Chairman, The Centre for International Bioethics
Faculty of Health Sciences
Ben Gurion University of the Negev, Beer Sheva, Israel
Email: yeruham@bgumail.bgu.ac.il
Eubios Journal of Asian and International Bioethics 11 (2001), 132.


Hans-Martin's paper is excellent and informative in itself, but I have some questions about its relevance to the really serious matters. I have always been amazed at the fact that bioethicists make such a big issue about privacy while nobody seems to care very much about the much more important issue of interventional research which is carried out on non-consenting subjects.

Before addressing the issue of privacy, I want to illustrate what I mean by interventional research on non-consenting patients. A few years ago the BMJ published a study in which thirty-four, 3-month old infants were exposed to 15% oxygen, in order to check a hypothesis that there might be a connexion between the low oxygen environment in aircraft and Sudden Infant Death Syndrome. (Parkins KJ et al.

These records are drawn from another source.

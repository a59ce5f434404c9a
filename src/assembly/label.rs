//! Forward references into an instruction stream under construction.

use std::fmt;

/// An opaque reference to a position in the code emitted by an
/// [`crate::assembly::IlGenerator`].
///
/// Labels are created unbound and bound exactly once with
/// [`crate::assembly::IlGenerator::mark_label`]. Branches may reference a label before it is
/// bound; the displacement is patched when the body is finished.
#[derive(Clone, Copy, PartialEq, Eq, Hash, PartialOrd, Ord)]
pub struct Label(pub(crate) u32);

impl Label {
    /// The generator-local id of this label
    #[must_use]
    pub fn id(self) -> u32 {
        self.0
    }

    pub(crate) fn index(self) -> usize {
        self.0 as usize
    }
}

impl fmt::Debug for Label {
    fn fmt(&self, f: &mut fmt::Formatter<'_>) -> fmt::Result {
        write!(f, "L{}", self.0)
    }
}

/// Binding state of one label
#[derive(Debug, Clone, Default)]
pub(crate) struct LabelSlot {
    /// Bound offset, updated when branch sizing moves code
    pub offset: Option<u32>,
    /// Stack depth expected on entry, from the first branch or fallthrough seen
    pub stack_depth: Option<u16>,
}
impl GeneratedBody {
    /// Wrap the code and handlers in a method body
    #[must_use]
    pub fn to_method_body(&self, local_signature_token: Token, init_locals: bool) -> MethodBody {
        MethodBody {
            max_stack: self.max_stack,
            local_signature_token,
            init_locals,
            code: self.code.clone(),
            exception_handlers: self.exception_handlers.clone(),
        }
    }

    /// The async stepping information, if any
    #[must_use]
    pub fn synchronization_info(&self) -> Option<&SynchronizationInfo> {
        self.sync_info.as_ref()
    }

    /// The debug symbol form of the body: scopes, sequence points grouped by document in order
    /// of first appearance, iterator scopes and async information.
    #[must_use]
    pub fn to_pdb_function(&self, token: Token) -> PdbFunction {
        let mut lines: Vec<PdbLines> = Vec::new();
        for point in &self.sequence_points {
            let line = point.location.at(point.offset);
            match lines.iter_mut().find(|l| l.source == point.location.source) {
                Some(group) => group.lines.push(line),
                None => lines.push(PdbLines {
                    source: point.location.source,
                    lines: vec![line],
                }),
            }
        }

        PdbFunction {
            token,
            length: self.code.len() as u32,
            scopes: self.scopes.clone(),
            lines,
            async_info: self.sync_info.as_ref().map(SynchronizationInfo::to_async_info),
            iterator_class: None,
            iterator_scopes: self.iterator_scopes.clone(),
            custom_metadata: Vec::new(),
        }
    }
}

/// Generator of one CIL method body.
///
/// Offsets are assigned as operations are emitted. Branches always reference [`Label`]s; the
/// displacement is computed in [`IlGenerator::finish`], after an optional
/// [`IlGenerator::adjust_branch_sizes_to_best_fit`] pass.
///
/// The stack depth is exact as long as every call is emitted with [`IlGenerator::emit_call`].
/// Calls emitted through [`IlGenerator::emit_token`] count as neither popping nor pushing, and
/// the tracker then clamps at zero instead of reporting an underflow.
pub struct IlGenerator {
    method: Token,
    entries: Vec<Entry>,
    offset: u32,
    labels: Vec<LabelSlot>,
    labels_by_offset: HashMap<u32, Label>,
    handlers: Vec<HandlerRegion>,
    try_bodies: Vec<TryBody>,
    try_stack: Vec<usize>,
    scopes: Vec<ScopeBuilder>,
    scope_stack: Vec<usize>,
    iterator_scopes: Vec<usize>,
    pending_location: Option<SourceLocation>,
    sync_points: Vec<SyncPointBuilder>,
    async_method: Option<(Token, bool)>,
    current_stack_depth: i32,
    max_stack_depth: u16,
    unreachable: bool,
    exact_stack: bool,
}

BMJ 1998; 316: 887-894.) Obviously the subjects themselves could not consent. And I do not understand what gives parents the right to give permission for a medical intervention on their baby when there is no clear and serious health benefit to this specific baby. The latest (October, 2000) version of the World Medical Association Declaration of Helsinki sidesteps the issue by allowing consent to be given to the: "legally authorized representative in accordance with applicable law" when "the research is necessary to promote the health of the population represented" (while the phrase "population represented" is left undefined.) This is a serious matter because any medical intervention, no matter how minor, is potentially dangerous to the patient. Yet while interventional research continues unimpeded on babies, mental patients and mentally compromised geriatric patients -- and so often with no clear medical benefit to the subjects experimented upon -- bioethicists are putting major efforts into the relatively unimportant matter of privacy.

Not only is privacy less important than health, it is probably a dead issue anyway because electronic communication is putting it out of date. This is because so many of our secrets are now on computers -- whether it be in the form of computerized medical records, email, employment histories, the history of websites we have accessed, or whatever -- and nothing seems immune to the hackers. If they can get into the computers of defense ministries, they should have no problem with hospitals.

But what would be wrong with a world in which privacy no longer existed? Some people would have a harder time getting health insurance, but in normal countries health insurance is government supported and universal anyway. Drug companies would make money out of our genetic data without sharing the profit with us; but is money all that important, when we think of how much humanity will benefit when epidemiological and environmental data are correlated with genomes? Our spouses will find out about our girlfriends or boyfriends, but mightn't that teach us to be more honest with our spouses? Some of us will have a harder time getting certain kinds of jobs; but maybe it will be best for us to face up to facts about what employment we are suited for and what not. There used to be a saying: let it all hang out. If that were our motto, maybe the world would be a better place. When privacy is the norm, it is embarrassing to have one's secrets revealed. But when everyone else is exposed too, one can accept one's own exposure more calmly. I think the death of privacy is near, and I am ready to say good riddance. This might be the dawn of a new era of openness, honesty and mutual understanding.